Help craft your internal and user-facing policies to help users from sharing sensitive info
Preventing users from sharing account information is a security concern as well as a way to prevent paid accounts from being shared. When hosting a virtual environment targeted to kids, families or general audiences in the United States, you are also required to take reasonable measures to prevent users from sharing PII (Personal Identifiable Information) in accordance with COPPA (Children’s Online Privacy Protection Act). The types of personal information include, but are not limited to, phone number, email address, and home address which cannot be shared in chat rooms, forum posts, and the like. Implementing all of the following prevention techniques will dramatically reduce your risk from users sharing account credentials and PII.
Will your users read your terms of service and privacy policy from start to finish? What if they are children? Probably not. Periodically remind users the importance of keeping private information private. First, display a notification each time users log in reminding them to never share their name, address, etc. Also, create quick and fun activities for your users to engage in informing them what not to share in the form of videos, short games, or other activities.
Passwords typically cannot be filtered since each user’s password is One-way Encrypted in your system (at least it should be!). However, you can prevent users from sharing their login names by rejecting messages that contain the login name of the user that generated the message. Without it, the password is not very useful. Note that a user’s login name cannot be the same as their public display name for this technique to work. Any personally identifiable information you store about a user (name, email, address, etc) can also be filtered on a user-by-user basis using this technique.
To identify and eliminate a majority of chat messages or forum posts that contain PII or account information, add commonly used phrases to your blacklist such as:
There are a number of variations for each phrase to consider as well, such as the pound sign (#) in place of the word “number”. Keep the phrases as short as possible, but not too vague as to generate false-positives. For example, blocking the word “number” will generate too many false-positives if filtered alone. Instead, add “my phone number” to your filter blacklist.
Two of the most commonly shared pieces of personally identifiable information are email addresses and phone numbers. Simply preventing “.com”, the “@” sign, and numbers from being typed are a good start. Better yet, use a filtering solution that can detect clever attempts of getting around the filter when users spell out numbers or type “at” in place of the “@” sign (among other techniques).
Restricted chat can also be referred to as White List Filtering. Users are only allowed to type words and phrases that are on a pre-approved list. Kids have been known to be able to circumvent white list filters to share information such as their phone number, so moderation efforts still need to be in place.

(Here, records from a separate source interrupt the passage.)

// Unit tests for Nearest Tow

use nearest_tow::core::{
    distance::{distance_between, haversine_distance},
    ranking::{compare_distance, rank_batch, sort_by_distance, ResultSet},
};
use nearest_tow::models::{Company, CompanyContact, GeoPoint, RatingSummary, SearchContext};
use nearest_tow::services::normalize_name;
use std::cmp::Ordering;

fn create_company(id: i32, location: Option<(f64, f64)>, is_active: bool) -> Company {
    Company {
        id,
        first_name: "Can".to_string(),
        last_name: "Öztürk".to_string(),
        province_id: 16,
        district_id: 1601,
        latitude: location.map(|l| l.0),
        longitude: location.map(|l| l.1),
        service_city: "Bursa".to_string(),
        service_district: None,
        is_active,
        contact: CompanyContact {
            location: location.and_then(|(lat, lon)| GeoPoint::new(lat, lon)),
            ..Default::default()
        },
        areas: vec![],
    }
    .with_home_area()
}

#[test]
fn test_haversine_distance_zero() {
    let distance = haversine_distance(40.1885, 29.0610, 40.1885, 29.0610);
    assert!(distance < 0.01);
}

#[test]
fn test_haversine_distance_bursa_to_istanbul() {
    // Bursa to Istanbul is roughly 90-100 km as the crow flies
    let distance = haversine_distance(40.1885, 29.0610, 41.0082, 28.9784);
    assert!(distance > 85.0 && distance < 100.0, "got {}", distance);
}

#[test]
fn test_distance_between_points() {
    let a = GeoPoint::new(40.1885, 29.0610).unwrap();
    let b = GeoPoint::new(41.0082, 28.9784).unwrap();
    assert_eq!(distance_between(a, b), haversine_distance(40.1885, 29.0610, 41.0082, 28.9784));
}

#[test]
fn test_geo_point_validation() {
    assert!(GeoPoint::new(90.0, 180.0).is_some());
    assert!(GeoPoint::new(90.1, 0.0).is_none());
    assert!(GeoPoint::new(0.0, -180.5).is_none());
    assert!(GeoPoint::new(f64::INFINITY, 0.0).is_none());

    // The wire format treats only the exact 0,0 pair as absent
    assert!(GeoPoint::from_wire(Some(0.0), Some(0.0)).is_none());
    assert!(GeoPoint::from_wire(Some(0.0), Some(32.5)).is_some());
    assert!(GeoPoint::from_wire(None, Some(32.5)).is_none());
    assert!(GeoPoint::from_wire(Some(f64::NAN), Some(f64::NAN)).is_none());
}

#[test]
fn test_compare_distance_puts_unknown_last() {
    assert_eq!(compare_distance(Some(1.0), Some(2.0)), Ordering::Less);
    assert_eq!(compare_distance(Some(100.0), None), Ordering::Less);
    assert_eq!(compare_distance(None, Some(0.0)), Ordering::Greater);
    assert_eq!(compare_distance(None, None), Ordering::Equal);
}

#[test]
fn test_rank_batch_without_origin() {
    let ranked = rank_batch(vec![create_company(1, Some((40.2, 29.0)), true)], None);
    assert_eq!(ranked.len(), 1);
    assert!(ranked[0].distance_km.is_none());
}

#[test]
fn test_sort_by_distance_is_stable() {
    let origin = GeoPoint::new(40.1885, 29.0610);
    let mut ranked = rank_batch(
        vec![
            create_company(1, None, true),
            create_company(2, Some((40.3, 29.0)), true),
            create_company(3, None, true),
            create_company(4, Some((40.19, 29.06)), true),
        ],
        origin,
    );

    sort_by_distance(&mut ranked);

    let ids: Vec<i32> = ranked.iter().map(|r| r.candidate.id).collect();
    assert_eq!(ids, vec![4, 2, 1, 3]);
}

#[test]
fn test_result_set_quota_and_dedup() {
    let mut set = ResultSet::new(2);

    let added = set.extend(rank_batch(
        vec![create_company(1, None, true), create_company(1, None, true)],
        None,
    ));
    assert_eq!(added, 1);
    assert_eq!(set.remaining(), 1);

    let added = set.extend(rank_batch(
        vec![
            create_company(2, None, false),
            create_company(3, None, true),
            create_company(4, None, true),
        ],
        None,
    ));
    assert_eq!(added, 1);
    assert!(set.is_full());

    let ids: Vec<i32> = set.into_results().iter().map(|r| r.candidate.id).collect();
    assert_eq!(ids, vec![1, 3]);
}

#[test]
fn test_search_context() {
    let context = SearchContext::new(None, 10).with_area(Some(16), None);
    assert!(!context.has_geo());
    assert_eq!(context.province_id, Some(16));
    assert_eq!(context.district_id, None);
}

#[test]
fn test_rating_summary_rounding() {
    assert_eq!(RatingSummary::from_raw(3.25, 4).average_rating, 3.3);
    assert_eq!(RatingSummary::from_raw(4.04, 2).average_rating, 4.0);
    assert_eq!(RatingSummary::from_raw(5.0, 0), RatingSummary::default());
}

#[test]
fn test_normalize_name_matches_ascii_spelling() {
    assert_eq!(normalize_name("Şanlıurfa"), normalize_name("Sanliurfa"));
    assert_eq!(normalize_name("Gümüşhane İli"), "gumushane");
}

This is a common moderation practice for preventing any inappropriate behavior and worth mentioning here. If a user tries to share their personal information once, keep an eye on their content to be sure they do not try again.
Will these techniques be 100% effective when used together to prevent users from sharing account credentials and personal information? Most likely not, but making the effort will drastically reduce your risk and provide users a level of comfort and security while participating in your online environment.